Fam Pract Manag. 2002 Mar;9(3):48.
Jack, a 60-year-old patient, had been in excellent health except for a nagging cough, which had lasted over a month. Reluctantly, he agreed to get a chest X-ray; several days later, I had a negative chest CT report in my mailbox. Uh-oh, I thought, someone blew it. Was it the radiology department or my office?
I had clearly told Dalia, my new office manager, to order a routine chest film, but when I looked at the requisition I saw she had mistakenly ordered a chest CT. To make matters worse, my patient had major medical insurance that didn’t cover outpatient procedures and his mother, an 80-year-old retired nurse who was as sharp as a tack, knew the difference between a plain film and a CT scan. When he received a bill for $615, she called to say that was sure a lot of money for an X-ray. “Don’t worry,” I assured her, “it was our mistake and we’ll take care of it.”
What to do? Should I call the hospital administrator right off, explain what happened and ask for an adjustment in a bill that I would have to pay, or should I go through proper channels? Heck, I thought, that’s why there are managers, so I called the X-ray department’s manager. He said it was too much money for him to write off, so he kicked it up to the manager over him, who punted it to the manager under the administrator, where it sat until my patient’s mother got another bill for $615 and called me, irate. “I’ll track it down,” I promised her.

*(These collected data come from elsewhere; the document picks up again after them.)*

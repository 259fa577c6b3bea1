//! Structured logging setup
//!
//! The library itself only emits `tracing` events. Binaries embedding it call
//! [`init_tracing`] once at startup to install a subscriber.

use crate::error::{AdminError, Result};
use serde::{Deserialize, Serialize};
use tracing::{info, Level};
use tracing_subscriber::{
    fmt::{self, format::FmtSpan},
    layer::SubscriberExt,
    util::SubscriberInitExt,
    EnvFilter,
};

/// Log levels accepted in configuration
pub const VALID_LOG_LEVELS: [&str; 5] = ["trace", "debug", "info", "warn", "error"];

/// Configuration for logging output
#[derive(Debug, Clone, PartialEq, Eq, Serialize, Deserialize)]
#[serde(default)]
pub struct ObservabilityConfig {
    /// Log level (trace, debug, info, warn, error)
    pub log_level: String,

    /// Enable JSON logging format
    pub json_logs: bool,

    /// Service name attached to the startup event
    pub service_name: String,
}

impl Default for ObservabilityConfig {
    fn default() -> Self {
        Self {
            log_level: "info".to_string(),
            json_logs: false,
            service_name: "mosque-admin".to_string(),
        }
    }
}

impl ObservabilityConfig {
    /// Parsed log level
    ///
    /// # Errors
    /// Returns a configuration error for an unknown level
    pub fn level(&self) -> Result<Level> {
        self.log_level
            .parse::<Level>()
            .map_err(|e| AdminError::configuration(format!("Invalid log level: {e}")))
    }
}

/// Install the global tracing subscriber
///
/// `RUST_LOG` takes precedence over the configured level when set.
///
/// # Errors
/// Returns a configuration error for an invalid level, or when a global
/// subscriber is already installed
pub fn init_tracing(config: &ObservabilityConfig) -> Result<()> {
    config.level()?;

    let filter =
        EnvFilter::try_from_default_env().unwrap_or_else(|_| EnvFilter::new(&config.log_level));

    let registry = tracing_subscriber::registry().with(filter);

    let installed = if config.json_logs {
        let json_layer = fmt::layer()
            .json()
            .with_current_span(true)
            .with_span_list(true)
            .with_target(true)
            .with_thread_ids(true)
            .with_file(true)
            .with_line_number(true);

        registry.with(json_layer).try_init()
    } else {
        let fmt_layer = fmt::layer()
            .with_target(true)
            .with_thread_ids(true)
            .with_file(true)
            .with_line_number(true)
            .with_span_events(FmtSpan::CLOSE);

        registry.with(fmt_layer).try_init()
    };

    installed
        .map_err(|e| AdminError::configuration(format!("Failed to initialize tracing: {e}")))?;

    info!(
        service = %config.service_name,
        "Tracing initialized with level: {}", config.log_level
    );
    Ok(())
}
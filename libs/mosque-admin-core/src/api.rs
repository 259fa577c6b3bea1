//! Boundary to the external REST client
//!
//! The HTTP transport lives outside this crate. Implementations map transport
//! failures to [`AdminError::Transport`](crate::AdminError::Transport) and
//! error envelopes to [`AdminError::Api`](crate::AdminError::Api); a response
//! that succeeded but carried no data envelope comes back as
//! `ApiResponse { data: None }`.

use crate::error::Result;
use crate::models::{
    CalculationMethodOut, CreateEventQuery, DailyPrayerTimes, EventListQuery, EventOut,
    EventTranslationIn, EventTranslationQuery, MosqueOut, MosquePrayerTimesQuery, MosqueUpdate,
    Paginated, PrayerConfigQuery, PrayerConfigurationIn, PrayerConfigurationOut,
    PrayerConfigurationUpdate, PrayerIqamaIn, PrayerIqamaOut, PrayerTimeUploadOut,
    PrayerTimesQuery, PrayerTimesUploadQuery, UploadFile,
};
use async_trait::async_trait;
use serde::{Deserialize, Serialize};
use std::sync::Arc;

/// Successful response envelope
#[derive(Debug, Clone, PartialEq, Serialize, Deserialize)]
pub struct ApiResponse<T> {
    #[serde(default)]
    pub data: Option<T>,
}

impl<T> ApiResponse<T> {
    #[must_use]
    pub fn new(data: T) -> Self {
        Self { data: Some(data) }
    }

    /// A success envelope without data
    #[must_use]
    pub fn empty() -> Self {
        Self { data: None }
    }
}

/// Typed operations of the mosque REST API
#[async_trait]
pub trait ApiClient: Send + Sync {
    async fn list_events(
        &self,
        mosque_id: &str,
        query: &EventListQuery,
    ) -> Result<ApiResponse<Paginated<EventOut>>>;

    async fn create_event(&self, query: &CreateEventQuery) -> Result<ApiResponse<EventOut>>;

    async fn create_event_translation(
        &self,
        event_id: &str,
        query: &EventTranslationQuery,
        body: &EventTranslationIn,
    ) -> Result<ApiResponse<EventOut>>;

    async fn list_prayer_configs(
        &self,
        query: &PrayerConfigQuery,
    ) -> Result<ApiResponse<Paginated<PrayerConfigurationOut>>>;

    async fn add_prayer_config(
        &self,
        mosque_id: &str,
        body: &PrayerConfigurationIn,
    ) -> Result<ApiResponse<PrayerConfigurationOut>>;

    async fn update_prayer_config(
        &self,
        prayer_config_id: &str,
        body: &PrayerConfigurationUpdate,
    ) -> Result<ApiResponse<PrayerConfigurationOut>>;

    async fn list_prayer_iqamas(&self, mosque_id: &str)
        -> Result<ApiResponse<Vec<PrayerIqamaOut>>>;

    async fn create_prayer_iqama(&self, body: &PrayerIqamaIn)
        -> Result<ApiResponse<PrayerIqamaOut>>;

    async fn update_prayer_iqama(
        &self,
        prayer_iqama_id: &str,
        body: &PrayerIqamaIn,
    ) -> Result<ApiResponse<PrayerIqamaOut>>;

    async fn get_prayer_times(
        &self,
        query: &PrayerTimesQuery,
    ) -> Result<ApiResponse<Vec<DailyPrayerTimes>>>;

    async fn get_prayer_times_for_mosque(
        &self,
        mosque_id: &str,
        query: &MosquePrayerTimesQuery,
    ) -> Result<ApiResponse<Vec<DailyPrayerTimes>>>;

    async fn upload_prayer_times(
        &self,
        query: &PrayerTimesUploadQuery,
        file: &UploadFile,
    ) -> Result<ApiResponse<PrayerTimeUploadOut>>;

    async fn get_calculation_methods(&self) -> Result<ApiResponse<Vec<CalculationMethodOut>>>;

    async fn get_mosque(&self, mosque_id: &str) -> Result<ApiResponse<MosqueOut>>;

    async fn update_mosque(
        &self,
        mosque_id: &str,
        body: &MosqueUpdate,
    ) -> Result<ApiResponse<MosqueOut>>;
}

/// Shared handle to an API client
pub type SharedApiClient = Arc<dyn ApiClient>;
/// Where a mosque's prayer times come from
#[derive(Debug, Clone, Copy, PartialEq, Eq, Hash, Serialize, Deserialize)]
#[serde(rename_all = "lowercase")]
pub enum PrayerTimesSource {
    Calculated,
    Uploaded,
}

impl PrayerTimesSource {
    #[must_use]
    pub fn as_str(self) -> &'static str {
        match self {
            Self::Calculated => "calculated",
            Self::Uploaded => "uploaded",
        }
    }
}

/// A mosque's own prayer times
#[derive(Debug, Clone, PartialEq, Eq, Serialize, Deserialize)]
pub struct MosquePrayerTimesQuery {
    pub year: i32,
    pub month: Option<u32>,
    pub day: Option<u32>,
    pub hijri: Option<bool>,
    pub source: Option<PrayerTimesSource>,
}

impl MosquePrayerTimesQuery {
    #[must_use]
    pub fn for_year(year: i32) -> Self {
        Self {
            year,
            month: None,
            day: None,
            hijri: None,
            source: None,
        }
    }
}

/// Timetable file format
#[derive(Debug, Clone, Copy, PartialEq, Eq, Hash, Serialize, Deserialize)]
#[serde(rename_all = "lowercase")]
pub enum UploadFileType {
    Csv,
    Xls,
}

impl UploadFileType {
    /// Detect from a file name: `.xls`/`.xlsx` are spreadsheets, anything else is CSV
    #[must_use]
    pub fn detect(file_name: &str) -> Self {
        match mosque_admin_common::file_extension(file_name).as_deref() {
            Some("xls" | "xlsx") => Self::Xls,
            _ => Self::Csv,
        }
    }

    #[must_use]
    pub fn as_str(self) -> &'static str {
        match self {
            Self::Csv => "csv",
            Self::Xls => "xls",
        }
    }
}

#[derive(Debug, Clone, PartialEq, Eq, Serialize, Deserialize)]
pub struct PrayerTimesUploadQuery {
    pub mosque_id: String,
    pub year: i32,
    pub file_type: UploadFileType,
}

/// A timetable file chosen for upload
#[derive(Debug, Clone, PartialEq, Eq)]
pub struct UploadFile {
    pub name: String,
    pub content_type: Option<String>,
    pub bytes: Vec<u8>,
}

impl UploadFile {
    #[must_use]
    pub fn new(name: impl Into<String>, content_type: Option<&str>, bytes: Vec<u8>) -> Self {
        Self {
            name: name.into(),
            content_type: content_type.map(str::to_string),
            bytes,
        }
    }

    #[must_use]
    pub fn size(&self) -> u64 {
        self.bytes.len() as u64
    }
}

#[derive(Debug, Clone, PartialEq, Eq, Serialize, Deserialize)]
pub struct PrayerTimeUploadOut {
    pub id: String,
    pub mosque_id: String,
    pub year: i32,
    pub rows_imported: u32,
}

// ---------------------------------------------------------------------------
// Mosque
// ---------------------------------------------------------------------------

#[derive(Debug, Clone, PartialEq, Serialize, Deserialize)]
pub struct MosqueOut {
    pub id: String,
    pub name: String,
    #[serde(default)]
    pub address: Option<String>,
    #[serde(default)]
    pub city: Option<String>,
    #[serde(default)]
    pub country: Option<String>,
    #[serde(default)]
    pub latitude: Option<f64>,
    #[serde(default)]
    pub longitude: Option<f64>,
    #[serde(default)]
    pub timezone: Option<String>,
}

#[derive(Debug, Clone, PartialEq, Serialize, Deserialize)]
pub struct MosqueUpdate {
    pub name: String,
    pub address: String,
    pub city: String,
    pub country: String,
    pub latitude: f64,
    pub longitude: f64,
    pub timezone: String,
}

This manager implied that since the hospital had done the work, someone ought to pay for it. That someone, I told her, would be me, because it wasn’t the patient’s fault (although he might have been just a little bit curious when they stuck that IV in his arm). But it was an honest mistake and I was a good customer (whose business over the years, I implied, was not being sufficiently appreciated), so wouldn’t they consider just charging him for a chest X-ray? “I’ll have to go to the administrator to get that approved,” she said. Next time, I thought, so will I.
The memo in my box the following day said that, in the interest of improving community relations, the hospital was going to adjust the bill. “Community relations?” I complained to my wife. “What about doctor-hospital relations!”
“Same thing,” she said. “Don’t be so sensitive.”
My medical office is in a four-plex apartment building that I own. All the other apartments had been used as residences until my downstairs tenant moved in and decided to use his space for an office too. Recently, when he told me he’d be leaving after a few months, I wondered who else I could place there. Then it occurred to me: Why not give my other tenants ample time to move and invite other health care workers to move in and practice under one roof?
As I indulged in my reverie, I realized that what I wanted was not other physicians but health care professionals who worked in what used to be known as the alternative healing arts, particularly those areas recognized by Medicare and other insurance companies. It would be a way of helping patients who couldn’t be helped by traditional allopathic therapeutics and would allow me to do something innovative in my community. I envisioned a chiropractor working with a massage therapist downstairs and an acupuncturist and psychotherapist upstairs.
What, then, should we call this amalgam of practitioners? “The Alternative Health Center” first came to mind, but “alternative” is really too ’60s and ’70s. “Complementary” medicine came into vogue in the late ’80s but seems too unrecognizable outside of academic circles. How about “The Holistic Health Center?” No, “holistic” was already cliché. Well, then, what about “The Integrative Medical Clinic?” Too New Age, I thought. It was with some satisfaction that I settled on “The Wellness Center.”
I mused how we would all work collectively and consult with each other. I considered having bi-weekly team conferences to discuss problem patients. I imagined breaking new ground and becoming a model clinic for others to emulate. Then, in the midst of my daydreams, came a wakeup call from my 90-year-old mother in Florida. “Sandy,” she said, “I want to move into that downstairs apartment when your tenant moves out. It’s time for me to live closer to the family.
“OK, Mom,” I said, realizing I had forgotten to give her the right of first refusal, and I put my fantasies away for another day.
Dr. Brown, a solo family physician living in Mendocino, Calif., is a contributing editor to Family Practice Management. These excerpts from his journal illustrate the many characters, stories and lessons family practice has to offer. No real patient names have been used.
Conflicts of interest: none reported.